Work required: Only one span of the listing below is wanted: the lines from the one with "(expected auto, pdfium" through the one with "0-indexed page numbers.", reproduced exactly, both ends kept.

Data under study:
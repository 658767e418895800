//! Fixture builders shared by the integration tests.

#![allow(dead_code)]

use std::io::{Cursor, Write};
use zip::write::SimpleFileOptions;
use zip::ZipWriter;

const W_NS: &str = r#"xmlns:w="http://schemas.openxmlformats.org/wordprocessingml/2006/main" xmlns:r="http://schemas.openxmlformats.org/officeDocument/2006/relationships""#;

/// A `w:p` with one plain run.
pub fn para(text: &str) -> String {
    format!(r#"<w:p><w:r><w:t xml:space="preserve">{text}</w:t></w:r></w:p>"#)
}

/// A `w:p` with a paragraph style.
pub fn styled(style: &str, text: &str) -> String {
    format!(
        r#"<w:p><w:pPr><w:pStyle w:val="{style}"/></w:pPr><w:r><w:t>{text}</w:t></w:r></w:p>"#
    )
}

/// A table whose first row is the header.
pub fn table(rows: &[&[&str]]) -> String {
    let mut xml = String::from("<w:tbl>");
    for row in rows {
        xml.push_str("<w:tr>");
        for cell in *row {
            xml.push_str(&format!("<w:tc>{}</w:tc>", para(cell)));
        }
        xml.push_str("</w:tr>");
    }
    xml.push_str("</w:tbl>");
    xml
}

/// Build a DOCX package around `body` (the children of `w:body`).
pub fn docx(body: &str) -> Vec<u8> {
    docx_with_parts(body, &[])
}

/// Like [`docx`], with extra `(name, contents)` zip entries.
pub fn docx_with_parts(body: &str, extra: &[(&str, &str)]) -> Vec<u8> {
    let document = format!(r#"<?xml version="1.0" encoding="UTF-8" standalone="yes"?><w:document {W_NS}><w:body>{body}</w:body></w:document>"#);
    let mut parts = vec![
        (
            "[Content_Types].xml",
            r#"<?xml version="1.0" encoding="UTF-8"?><Types xmlns="http://schemas.openxmlformats.org/package/2006/content-types"><Override PartName="/word/document.xml" ContentType="application/vnd.openxmlformats-officedocument.wordprocessingml.document.main+xml"/></Types>"#.to_string(),
        ),
        ("word/document.xml", document),
    ];
    parts.extend(extra.iter().map(|(n, c)| (*n, c.to_string())));
    zip_parts(&parts)
}

pub fn zip_parts(parts: &[(&str, String)]) -> Vec<u8> {
    let mut zip = ZipWriter::new(Cursor::new(Vec::new()));
    let options = SimpleFileOptions::default();
    for (name, contents) in parts {
        zip.start_file(*name, options).unwrap();
        zip.write_all(contents.as_bytes()).unwrap();
    }
    zip.finish().unwrap().into_inner()
}

pub fn core_props(title: &str, creator: &str) -> String {
    format!(
        r#"<?xml version="1.0" encoding="UTF-8"?><cp:coreProperties xmlns:cp="http://schemas.openxmlformats.org/package/2006/metadata/core-properties" xmlns:dc="http://purl.org/dc/elements/1.1/" xmlns:dcterms="http://purl.org/dc/terms/"><dc:title>{title}</dc:title><dc:creator>{creator}</dc:creator><dcterms:created>2024-03-01T09:00:00Z</dcterms:created></cp:coreProperties>"#
    )
}

/// A one-page PDF using the standard Helvetica font.
pub fn pdf(content: &str) -> Vec<u8> {
    pdf_pages(&[content])
}

/// A PDF with one page per content stream and a `/Title` in its Info
/// dictionary. Object layout: catalog, page tree, font, info, then a page
/// and its content stream for every page.
pub fn pdf_pages(contents: &[&str]) -> Vec<u8> {
    const FIRST_PAGE_ID: usize = 5;
    let kids: Vec<String> = (0..contents.len())
        .map(|i| format!("{} 0 R", FIRST_PAGE_ID + 2 * i))
        .collect();

    let mut objects = vec![
        "<< /Type /Catalog /Pages 2 0 R >>".to_string(),
        format!("<< /Type /Pages /Kids [{}] /Count {} >>", kids.join(" "), contents.len()),
        "<< /Type /Font /Subtype /Type1 /BaseFont /Helvetica /Encoding /WinAnsiEncoding >>".to_string(),
        "<< /Title (Quarterly Figures) /Author (Finance Team) >>".to_string(),
    ];
    for (i, content) in contents.iter().enumerate() {
        objects.push(format!(
            "<< /Type /Page /Parent 2 0 R /MediaBox [0 0 612 792] /Resources << /Font << /F1 3 0 R >> >> /Contents {} 0 R >>",
            FIRST_PAGE_ID + 2 * i + 1
        ));
        objects.push(format!("<< /Length {} >>\nstream\n{}\nendstream", content.len(), content));
    }

    let mut out = b"%PDF-1.4\n".to_vec();
    let mut offsets = Vec::with_capacity(objects.len());
    for (i, obj) in objects.iter().enumerate() {
        offsets.push(out.len());
        out.extend_from_slice(format!("{} 0 obj\n{}\nendobj\n", i + 1, obj).as_bytes());
    }
    let xref = out.len();
    out.extend_from_slice(format!("xref\n0 {}\n0000000000 65535 f \n", objects.len() + 1).as_bytes());
    for off in offsets {
        out.extend_from_slice(format!("{:010} 00000 n \n", off).as_bytes());
    }
    out.extend_from_slice(
        format!(
            "trailer\n<< /Size {} /Root 1 0 R /Info 4 0 R /ID [<0123456789ABCDEF0123456789ABCDEF> <0123456789ABCDEF0123456789ABCDEF>] >>\nstartxref\n{}\n%%EOF\n",
            objects.len() + 1,
            xref
        )
        .as_bytes(),
    );
    out
}

/// [`pdf`] encrypted with RC4 (security handler revision 2) under
/// `user_password`.
pub fn encrypted_pdf(content: &str, user_password: &str) -> Vec<u8> {
    use pdf_extract::{Document, EncryptionState, EncryptionVersion, Permissions};

    let mut doc = Document::load_mem(&pdf(content)).unwrap();
    let state = EncryptionState::try_from(EncryptionVersion::V1 {
        document: &doc,
        owner_password: "owner-secret",
        user_password,
        permissions: Permissions::all(),
    })
    .unwrap();
    doc.encrypt(&state).unwrap();

    let mut out = Vec::new();
    doc.save_to(&mut out).unwrap();
    out
}

/// Page content with a 24pt title above two 12pt body lines.
pub const REPORT_PAGE: &str = "BT /F1 24 Tf 72 740 Td (Annual Report) Tj ET\n\
BT /F1 12 Tf 72 700 Td (The quick brown fox jumps over the lazy dog.) Tj ET\n\
BT /F1 12 Tf 72 686 Td (Revenue grew in every region this year.) Tj ET";

/// Two pages of body text for page selection tests.
pub const FIRST_PAGE: &str = "BT /F1 12 Tf 72 700 Td (First page text.) Tj ET";
pub const SECOND_PAGE: &str = "BT /F1 12 Tf 72 700 Td (Second page text.) Tj ET";
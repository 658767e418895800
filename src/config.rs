//! Configuration types for document-to-Markdown conversion.
//!
//! All conversion behaviour is controlled through [`ConversionConfig`], built
//! via its [`ConversionConfigBuilder`]. The defaults reproduce the plain
//! `pdf_to_md` / `docx_to_md` behaviour: every page, the built-in replacement
//! strategy, automatic PDF engine selection.

use crate::error::DocMdError;
use crate::progress::ProgressCallback;
use crate::strategy::ReplaceStrategy;
use serde::{Deserialize, Serialize};
use std::fmt;

/// Configuration for a conversion.
///
/// Built via [`ConversionConfig::builder()`] or using
/// [`ConversionConfig::default()`].
///
/// # Example
/// ```rust
/// use docmd::{ConversionConfig, PageSelection, ReplaceStrategy};
///
/// let config = ConversionConfig::builder()
///     .pages(PageSelection::Range(1, 3))
///     .strategy(ReplaceStrategy::new([("\n\n\n", "\n\n")]).unwrap())
///     .build()
///     .unwrap();
/// ```
#[derive(Clone)]
pub struct ConversionConfig {
    /// Replacement rules applied after formatting. Default: [`ReplaceStrategy::default_strategy`].
    pub strategy: ReplaceStrategy,

    /// Backend used to pull text out of PDFs. Default: [`PdfEngine::Auto`].
    pub pdf_engine: PdfEngine,

    /// Deepest heading level emitted (1–6). Default: 6.
    ///
    /// For PDFs, font sizes above body text are ranked largest first and sizes
    /// ranked below this level render as body text. DOCX headings deeper than
    /// this become plain paragraphs.
    pub max_heading_levels: usize,

    /// PDF user password for encrypted documents.
    pub password: Option<String>,

    /// Page selection (PDF only). Default: All pages.
    pub pages: PageSelection,

    /// Page separator in assembled PDF output. Default: None.
    pub page_separator: PageSeparator,

    /// Include YAML front-matter with document metadata. Default: false.
    pub include_metadata: bool,

    /// Optional per-page progress events during PDF extraction.
    pub progress_callback: Option<ProgressCallback>,
}

impl Default for ConversionConfig {
    fn default() -> Self {
        Self {
            strategy: ReplaceStrategy::default_strategy(),
            pdf_engine: PdfEngine::default(),
            max_heading_levels: 6,
            password: None,
            pages: PageSelection::default(),
            page_separator: PageSeparator::default(),
            include_metadata: false,
            progress_callback: None,
        }
    }
}

impl fmt::Debug for ConversionConfig {
    fn fmt(&self, f: &mut fmt::Formatter<'_>) -> fmt::Result {
        f.debug_struct("ConversionConfig")
            .field("strategy_rules", &self.strategy.len())
            .field("pdf_engine", &self.pdf_engine)
            .field("max_heading_levels", &self.max_heading_levels)
            .field("password", &self.password.as_ref().map(|_| "<redacted>"))
            .field("pages", &self.pages)
            .field("page_separator", &self.page_separator)
            .field("include_metadata", &self.include_metadata)
            .field(
                "progress_callback",
                &self.progress_callback.as_ref().map(|_| "<dyn ConversionProgressCallback>"),
            )
            .finish()
    }
}

impl ConversionConfig {
    /// Create a new builder for `ConversionConfig`.
    pub fn builder() -> ConversionConfigBuilder {
        ConversionConfigBuilder {
            config: Self::default(),
        }
    }
}

/// Builder for [`ConversionConfig`].
#[derive(Debug)]
pub struct ConversionConfigBuilder {
    config: ConversionConfig,
}

impl ConversionConfigBuilder {
    pub fn strategy(mut self, strategy: ReplaceStrategy) -> Self {
        self.config.strategy = strategy;
        self
    }

    /// Skip the replacement pass entirely.
    pub fn no_strategy(mut self) -> Self {
        self.config.strategy = ReplaceStrategy::empty();
        self
    }

    pub fn pdf_engine(mut self, engine: PdfEngine) -> Self {
        self.config.pdf_engine = engine;
        self
    }

    pub fn max_heading_levels(mut self, n: usize) -> Self {
        self.config.max_heading_levels = n;
        self
    }

    pub fn password(mut self, pwd: impl Into<String>) -> Self {
        self.config.password = Some(pwd.into());
        self
    }

    pub fn pages(mut self, selection: PageSelection) -> Self {
        self.config.pages = selection;
        self
    }

    pub fn page_separator(mut self, sep: PageSeparator) -> Self {
        self.config.page_separator = sep;
        self
    }

    pub fn include_metadata(mut self, v: bool) -> Self {
        self.config.include_metadata = v;
        self
    }

    pub fn progress_callback(mut self, cb: ProgressCallback) -> Self {
        self.config.progress_callback = Some(cb);
        self
    }

    /// Build the configuration, validating constraints.
    pub fn build(self) -> Result<ConversionConfig, DocMdError> {
        let c = &self.config;
        if !(1..=6).contains(&c.max_heading_levels) {
            return Err(DocMdError::InvalidConfig(format!(
                "max heading levels must be 1–6, got {}",
                c.max_heading_levels
            )));
        }
        match &c.pages {
            PageSelection::Single(0) => {
                return Err(DocMdError::InvalidConfig(
                    "pages are 1-indexed; page 0 does not exist".into(),
                ))
            }
            PageSelection::Range(start, end) if start > end || *start == 0 => {
                return Err(DocMdError::InvalidConfig(format!(
                    "invalid page range {start}-{end}"
                )))
            }
            PageSelection::Set(pages) if pages.is_empty() || pages.contains(&0) => {
                return Err(DocMdError::InvalidConfig(
                    "page set must be non-empty and 1-indexed".into(),
                ))
            }
            _ => {}
        }
        Ok(self.config)
    }
}

// ── Enums ────────────────────────────────────────────────────────────────

/// Which library extracts text from PDFs.
#[derive(Debug, Clone, Copy, PartialEq, Eq, Default, Serialize, Deserialize)]
pub enum PdfEngine {
    /// Use pdfium when it can be bound, otherwise fall back to pdf-extract. (default)
    #[default]
    Auto,
    /// pdfium only; fails if the library cannot be bound. Infers headings.
    Pdfium,
    /// Pure-Rust pdf-extract. Infers headings; never detects bold.
    PdfExtract,
}

impl fmt::Display for PdfEngine {
    fn fmt(&self, f: &mut fmt::Formatter<'_>) -> fmt::Result {
        f.write_str(match self {
            PdfEngine::Auto => "auto",
            PdfEngine::Pdfium => "pdfium",
            PdfEngine::PdfExtract => "pdf-extract",
        })
    }
}

impl std::str::FromStr for PdfEngine {
    type Err = DocMdError;

    fn from_str(s: &str) -> Result<Self, Self::Err> {
        match s.to_ascii_lowercase().as_str() {
            "auto" => Ok(PdfEngine::Auto),
            "pdfium" => Ok(PdfEngine::Pdfium),
            "pdf-extract" | "pdf_extract" | "pdfextract" => Ok(PdfEngine::PdfExtract),
            other => Err(DocMdError::InvalidConfig(format!(
                "unknown PDF engine '{}' (expected auto, pdfium or pdf-extract)",
                other
            ))),
        }
    }
}

/// Specifies which pages of the PDF to convert.
#[derive(Debug, Clone, Default, PartialEq, Eq, Serialize, Deserialize)]
pub enum PageSelection {
    /// Convert all pages (default).
    #[default]
    All,
    /// Convert a single page (1-indexed).
    Single(usize),
    /// Convert a contiguous range of pages (1-indexed, inclusive).
    Range(usize, usize),
    /// Convert specific pages (1-indexed, deduplicated).
    Set(Vec<usize>),
}

impl PageSelection {
    /// Expand the selection into a sorted, deduplicated list of 0-indexed page numbers.
    pub fn to_indices(&self, total_pages: usize) -> Vec<usize> {
        let mut indices: Vec<usize> = match self {
            PageSelection::All => (0..total_pages).collect(),
            PageSelection::Single(p) => {
                if *p >= 1 && *p <= total_pages {
                    vec![p - 1]
                } else {
                    vec![]
                }
            }
            PageSelection::Range(start, end) => {
                let s = (*start).max(1) - 1;
                let e = (*end).min(total_pages);
                (s..e).collect()
            }
            PageSelection::Set(pages) => pages
                .iter()
                .filter(|&&p| p >= 1 && p <= total_pages)
                .map(|p| p - 1)
                .collect(),
        };
        indices.sort_unstable();
        indices.dedup();
        indices
    }

    /// First requested page number, used when reporting an empty selection.
    pub fn first_requested(&self) -> usize {
        match self {
            PageSelection::All => 1,
            PageSelection::Single(p) => *p,
            PageSelection::Range(start, _) => *start,
            PageSelection::Set(pages) => pages.iter().copied().min().unwrap_or(1),
        }
    }
}

/// How to separate pages in the assembled Markdown output.
#[derive(Debug, Clone, Default, PartialEq, Eq, Serialize, Deserialize)]
pub enum PageSeparator {
    /// No separator; pages joined with "\n\n". (default)
    #[default]
    None,
    /// Horizontal rule: "\n\n---\n\n"
    HorizontalRule,
    /// HTML comment with page number: "<!-- page N -->"
    Comment,
    /// Custom string inserted between pages.
    Custom(String),
}

impl PageSeparator {
    /// Render the separator string for the given page number (1-indexed).
    pub fn render(&self, page_num: usize) -> String {
        match self {
            PageSeparator::None => "\n\n".to_string(),
            PageSeparator::HorizontalRule => "\n\n---\n\n".to_string(),
            PageSeparator::Comment => format!("\n\n<!-- page {} -->\n\n", page_num),
            PageSeparator::Custom(s) => format!("\n\n{}\n\n", s),
        }
    }
}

Expected output:
                "unknown PDF engine '{}' (expected auto, pdfium or pdf-extract)",
                other
            ))),
        }
    }
}

/// Specifies which pages of the PDF to convert.
#[derive(Debug, Clone, Default, PartialEq, Eq, Serialize, Deserialize)]
pub enum PageSelection {
    /// Convert all pages (default).
    #[default]
    All,
    /// Convert a single page (1-indexed).
    Single(usize),
    /// Convert a contiguous range of pages (1-indexed, inclusive).
    Range(usize, usize),
    /// Convert specific pages (1-indexed, deduplicated).
    Set(Vec<usize>),
}

impl PageSelection {
    /// Expand the selection into a sorted, deduplicated list of 0-indexed page numbers.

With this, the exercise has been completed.